Babi by night

Ecrit par Gioia

Madina Bara

Direction Pierre Elliott Trudeau pour mon vol sur Abidjan. La mariée et son cortège y sont déjà. M’étant prise un peu tardivement je n’ai trouvé un vol dans mes prix qu’une semaine après le départ des autres. J’ai donc manqué la dot. Fort heureusement, j’arrive quand même trois jours avant le mariage religieux. 

Le vol fut pénible. Entre grincements de dents et étourdissements, je parvins quand même à fouler le sol ivoirien. La chaleur étouffante n’a pas traîné pour m’accueillir. Six ans maintenant que je n’ai pas mis pied en Afrique. La dernière fois, c’était pour mon père. Je préfère ne plus y songer. Mes yeux parcouraient la foule à la recherche de Yannick qui n’était nulle part, pourtant selon les infos que Laure m’avait données la veille de mon départ, il devait m’attendre depuis une trentaine de minutes. Je continuais à chercher mon ami quand un homme à l’allure imposante par sa carrure m’a adressé un air presque conquérant et se dirigeait vers moi. J’ai entendu une pléthore d’histoires sur les dragueurs que sont les Ivoiriens donc je prends mon air le plus sévère quand il est à mon niveau.

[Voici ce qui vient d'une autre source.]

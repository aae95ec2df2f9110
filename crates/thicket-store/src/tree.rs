//! Traversal helpers over the comment arena.

use std::collections::HashSet;

use thicket_types::{CommentId, CommentNode, CommentsState};

/// Collect `id` and every descendant reachable through `child_ids`, in
/// pre-order (parent before its replies, replies in insertion order).
///
/// Returns an empty vector when `id` is not in the arena. Iterative, so
/// thread depth is bounded by memory rather than the call stack. A node is
/// never emitted twice even if a corrupt snapshot links it from two parents.
pub fn collect_subtree_ids(state: &CommentsState, id: &CommentId) -> Vec<CommentId> {
    if !state.contains(id) {
        return Vec::new();
    }

    let mut ids = Vec::new();
    let mut seen = HashSet::new();
    let mut stack = vec![id];

    while let Some(current) = stack.pop() {
        if !seen.insert(current) {
            continue;
        }
        ids.push(current.clone());
        if let Some(node) = state.get(current) {
            // Reverse so the first reply is popped first.
            stack.extend(node.child_ids.iter().rev());
        }
    }

    ids
}

/// Number of ancestors above `id` (0 for a top-level comment).
///
/// `None` if `id` is unknown or its parent chain is broken.
pub fn depth_of(state: &CommentsState, id: &CommentId) -> Option<usize> {
    let mut node = state.get(id)?;
    let mut depth = 0;
    while let Some(parent) = &node.parent_id {
        node = state.get(parent)?;
        depth += 1;
        if depth > state.len() {
            return None;
        }
    }
    Some(depth)
}

/// Pre-order walk over the tree yielding `(depth, node)`.
///
/// By default the walk does not descend into collapsed comments (the
/// collapsed comment itself is still yielded), which is exactly what a
/// renderer needs. Dangling identifiers are skipped.
pub struct ThreadWalk<'a> {
    state: &'a CommentsState,
    stack: Vec<(usize, &'a CommentId)>,
    expand_collapsed: bool,
}

impl<'a> ThreadWalk<'a> {
    /// Walk the visible thread, honoring collapse.
    pub fn visible(state: &'a CommentsState) -> Self {
        Self::from_roots(state, false)
    }

    /// Walk every comment regardless of collapse.
    pub fn all(state: &'a CommentsState) -> Self {
        Self::from_roots(state, true)
    }

    /// Walk the subtree rooted at `id` (depth 0 is `id` itself), honoring
    /// collapse below it.
    pub fn subtree(state: &'a CommentsState, id: &'a CommentId) -> Self {
        Self {
            state,
            stack: vec![(0, id)],
            expand_collapsed: false,
        }
    }

    /// Descend into collapsed comments too.
    pub fn expand_collapsed(mut self) -> Self {
        self.expand_collapsed = true;
        self
    }

    fn from_roots(state: &'a CommentsState, expand_collapsed: bool) -> Self {
        Self {
            state,
            stack: state.root_ids.iter().rev().map(|id| (0, id)).collect(),
            expand_collapsed,
        }
    }
}

impl<'a> Iterator for ThreadWalk<'a> {
    type Item = (usize, &'a CommentNode);

    fn next(&mut self) -> Option<Self::Item> {
        while let Some((depth, id)) = self.stack.pop() {
            let Some(node) = self.state.get(id) else {
                continue;
            };
            if self.expand_collapsed || !node.is_collapsed() {
                self.stack
                    .extend(node.child_ids.iter().rev().map(|child| (depth + 1, child)));
            }
            return Some((depth, node));
        }
        None
    }
}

— Yo no hablo francés señor, dis-je le visage ferme.

— Han! Ce n’est pas vous Madina Bara ou bien? il me demande avec un sourire narquois.

— Euh oui c’est moi.

— Ah ça on m’en a fait des bonnes, mais pas encore le coup de l’espagnol. Je suis Michael Koumah le cousin de Yannick, fit-il en me tendant la main. Je la saisis très embarrassée. L’air conquérant s’explique. D’ailleurs je sais qu’un air conquérant ressemble à quoi? Il devait être soulagé de trouver celle qu’il était venu prendre. Ce type fait au moins deux têtes de plus que moi et ses mains sont immenses.

— Bienvenu à Babi, il continue sur un ton jovial et essaie de prendre ma valise.

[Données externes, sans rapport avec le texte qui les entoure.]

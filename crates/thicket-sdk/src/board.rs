use std::ops::Bound;
use std::path::Path;
use std::sync::Arc;

use tracing::{debug, info};

use thicket_ledger::VoteLedger;
use thicket_persist::{
    DebouncedWriter, FileSnapshotStore, PersistConfig, SnapshotRepository, SnapshotStore,
};
use thicket_store::{Clock, Reducer, SystemClock};
use thicket_types::{CommentId, CommentsState, Vote};

use crate::error::{BoardError, BoardResult};

/// High-level comment board API.
///
/// Owns the current tree snapshot, the local actor's vote ledger and the
/// two debounced writers that keep them durable. Construct it with
/// [`open`](Self::open) and finish with [`close`](Self::close); dropping the
/// board also flushes.
pub struct CommentBoard<C: Clock = SystemClock> {
    reducer: Reducer<C>,
    state: Arc<CommentsState>,
    votes: Arc<VoteLedger>,
    comments_writer: DebouncedWriter<CommentsState>,
    votes_writer: DebouncedWriter<VoteLedger>,
}

impl CommentBoard<SystemClock> {
    /// Open a board over `store`, hydrating from any saved snapshots.
    pub fn open(store: Arc<dyn SnapshotStore>, config: &PersistConfig) -> Self {
        Self::open_with_clock(store, config, SystemClock::new())
    }

    /// Open a board backed by JSON files in `dir`.
    pub fn open_dir(dir: impl AsRef<Path>, config: &PersistConfig) -> BoardResult<Self> {
        let store = FileSnapshotStore::open(dir)?;
        Ok(Self::open(Arc::new(store), config))
    }
}
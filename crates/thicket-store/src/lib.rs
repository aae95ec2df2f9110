//! Comment tree store for thicket.
//!
//! This crate owns the canonical state transitions over a
//! [`CommentsState`](thicket_types::CommentsState) snapshot. Every transition
//! consumes an `Arc` snapshot and returns a new one; a transition that has
//! nothing to do hands back the *same* `Arc`, so callers detect "nothing
//! changed" with [`Arc::ptr_eq`](std::sync::Arc::ptr_eq).
//!
//! # Components
//!
//! - [`Reducer`] -- add / edit / cascade delete / collapse / vote / clear
//! - [`Intent`] -- the transitions as data, dispatched by [`Reducer::apply`]
//! - [`selectors`] -- read views proportional to the requested slice
//! - [`tree`] -- subtree collection and visible-thread traversal
//! - [`IntegrityValidator`] -- checks the four forest invariants
//!
//! # Design Rules
//!
//! 1. Unknown targets are silent no-ops, never errors.
//! 2. Input snapshots are never mutated.
//! 3. Comment text is stored verbatim; validation and sanitization belong to
//!    presentation.
//! 4. Vote counters follow the caller-supplied previous vote and are not
//!    clamped.

pub mod clock;
pub mod intent;
pub mod reducer;
pub mod selectors;
pub mod tree;
pub mod validation;

pub use clock::{Clock, ManualClock, SystemClock};
pub use intent::{Intent, Outcome};
pub use reducer::Reducer;
pub use tree::{collect_subtree_ids, depth_of, ThreadWalk};
pub use validation::{IntegrityReport, IntegrityValidator, Violation, ViolationKind};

— C’est correct je peux la tirer. Yannick ne viendra pas

— Non il est pris dans les dernières courses, mais j’ai pour ordre de vous déposer à la maison. Je peux te tutoyer ou je dois apprendre l’espagnol d’abord? il me demande sur un ton ironique.

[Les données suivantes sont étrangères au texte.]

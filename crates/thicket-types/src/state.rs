use std::collections::BTreeMap;

use serde::{Deserialize, Serialize};

use crate::id::CommentId;
use crate::node::CommentNode;

/// The whole comment tree.
///
/// An arena (`by_id`) plus the ordered list of top-level identifiers. The
/// arena is an ordered map so serialized snapshots are byte-stable.
///
/// Invariants, maintained by every reducer transition:
/// 1. Every root id resolves in `by_id` to a node without a parent.
/// 2. Every child id resolves to a node whose parent is the containing node.
/// 3. The parent/child graph is a forest.
/// 4. Every node is reachable from `root_ids`.
#[derive(Clone, Debug, Default, PartialEq, Eq, Serialize, Deserialize)]
#[serde(rename_all = "camelCase")]
pub struct CommentsState {
    pub by_id: BTreeMap<CommentId, CommentNode>,
    pub root_ids: Vec<CommentId>,
}

impl CommentsState {
    /// The canonical empty tree.
    pub fn empty() -> Self {
        Self::default()
    }

    pub fn get(&self, id: &CommentId) -> Option<&CommentNode> {
        self.by_id.get(id)
    }

    pub fn contains(&self, id: &CommentId) -> bool {
        self.by_id.contains_key(id)
    }

    /// Number of comments at any depth.
    pub fn len(&self) -> usize {
        self.by_id.len()
    }

    pub fn is_empty(&self) -> bool {
        self.by_id.is_empty()
    }
}
use std::path::PathBuf;

use clap::{Args, Parser, Subcommand};

#[derive(Parser)]
#[command(
    name = "thicket",
    about = "Threaded comments with cascading deletes and votes",
    version,
)]
pub struct Cli {
    #[command(subcommand)]
    pub command: Command,

    /// Directory holding the snapshots and thicket.toml
    #[arg(long, global = true, default_value = ".thicket")]
    pub data_dir: PathBuf,

    #[arg(short, long, global = true)]
    pub verbose: bool,

    #[arg(long, global = true, default_value = "text")]
    pub format: OutputFormat,
}

#[derive(Clone, Copy, Debug, PartialEq, Eq, clap::ValueEnum)]
pub enum OutputFormat {
    Text,
    Json,
}

#[derive(Subcommand)]
pub enum Command {
    /// Post a top-level comment
    Post(PostArgs),
    /// Reply to a comment
    Reply(ReplyArgs),
    /// Replace a comment's text
    Edit(EditArgs),
    /// Delete a comment and all of its replies
    Delete(DeleteArgs),
    /// Collapse or expand a comment's replies
    Collapse(TargetArgs),
    /// Like a comment, or retract your like
    Like(TargetArgs),
    /// Dislike a comment, or retract your dislike
    Dislike(TargetArgs),
    /// Show the comment tree
    Show(ShowArgs),
    /// Show comment and vote counts
    Stats(StatsArgs),
    /// Delete every comment
    Clear(ClearArgs),
    /// Show the effective configuration
    Config(ConfigArgs),
}

#[derive(Args)]
pub struct PostArgs {
    pub text: String,
}

#[derive(Args)]
pub struct ReplyArgs {
    /// Parent comment id or unique prefix
    pub parent: String,
    pub text: String,
}

#[derive(Args)]
pub struct EditArgs {
    pub id: String,
    pub text: String,
}

#[derive(Args)]
pub struct DeleteArgs {
    pub id: String,
    /// Confirm the deletion
    #[arg(long)]
    pub yes: bool,
}

#[derive(Args)]
pub struct TargetArgs {
    pub id: String,
}

#[derive(Args)]
pub struct ShowArgs {
    /// Only show this comment's thread
    pub id: Option<String>,
    /// Include replies under collapsed comments
    #[arg(short, long)]
    pub all: bool,
}

#[derive(Args)]
pub struct StatsArgs {}

#[derive(Args)]
pub struct ClearArgs {
    /// Confirm clearing every comment
    #[arg(long)]
    pub yes: bool,
}

#[derive(Args)]
pub struct ConfigArgs {}

#[cfg(test)]
mod tests {
    use super::*;

    #[test]
    fn parse_post() {
        let cli = Cli::try_parse_from(["thicket", "post", "hello"]).unwrap();
        if let Command::Post(args) = cli.command {
            assert_eq!(args.text, "hello");
        } else { panic!("wrong command"); }
        assert_eq!(cli.data_dir, PathBuf::from(".thicket"));
    }

    #[test]
    fn parse_reply() {
        let cli = Cli::try_parse_from(["thicket", "reply", "0190abcd", "hi there"]).unwrap();
        if let Command::Reply(args) = cli.command {
            assert_eq!(args.parent, "0190abcd");
            assert_eq!(args.text, "hi there");
        } else { panic!("wrong command"); }
    }

    #[test]
    fn parse_delete_requires_flag_to_confirm() {
        let cli = Cli::try_parse_from(["thicket", "delete", "abc"]).unwrap();
        if let Command::Delete(args) = cli.command {
            assert!(!args.yes);
        } else { panic!("wrong command"); }

        let cli = Cli::try_parse_from(["thicket", "delete", "abc", "--yes"]).unwrap();
        if let Command::Delete(args) = cli.command {
            assert!(args.yes);
        } else { panic!("wrong command"); }
    }

    #[test]
    fn parse_show_all() {
        let cli = Cli::try_parse_from(["thicket", "show", "--all"]).unwrap();
        if let Command::Show(args) = cli.command {
            assert!(args.all);
            assert!(args.id.is_none());
        } else { panic!("wrong command"); }
    }

    #[test]
    fn parse_like_and_dislike() {
        let cli = Cli::try_parse_from(["thicket", "like", "abc"]).unwrap();
        assert!(matches!(cli.command, Command::Like(_)));
        let cli = Cli::try_parse_from(["thicket", "dislike", "abc"]).unwrap();
        assert!(matches!(cli.command, Command::Dislike(_)));
    }

    #[test]
    fn parse_global_flags() {
        let cli = Cli::try_parse_from([
            "thicket", "--verbose", "--data-dir", "/tmp/t", "--format", "json", "stats",
        ])
        .unwrap();
        assert!(cli.verbose);
        assert_eq!(cli.data_dir, PathBuf::from("/tmp/t"));
        assert_eq!(cli.format, OutputFormat::Json);
    }

    #[test]
    fn missing_text_is_rejected() {
        assert!(Cli::try_parse_from(["thicket", "post"]).is_err());
    }
}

— C’est bon, je réponds super gênée et il rigole. Demain je vais attendre qu’on me parle avant de répondre à la va-vite.

Je le suivis tant bien que mal. Pendant que ses longues jambes faisaient trois pas, je finissais mon premier.

— Tu es sûr que tu ne veux pas que je prenne ta valise? Je ne vais pas m’enfuir avec hein.

— Non ça va je vais m’en occuper. Merci de proposer.

Nous rentrâmes dans sa voiture et prîmes la direction de Dieu sait où. Le paysage était rafraîchissant et me changeait des gros immeubles de Montréal.

— À voir comment tu t’extasies sur la vue ça doit être ta première fois à Babi.

— Effectivement.

— Faut qu’on te fasse découvrir alors. On se fera un programme après le mariage ou bien.

— Je ne reste pas longtemps et je ne veux pas vous déranger.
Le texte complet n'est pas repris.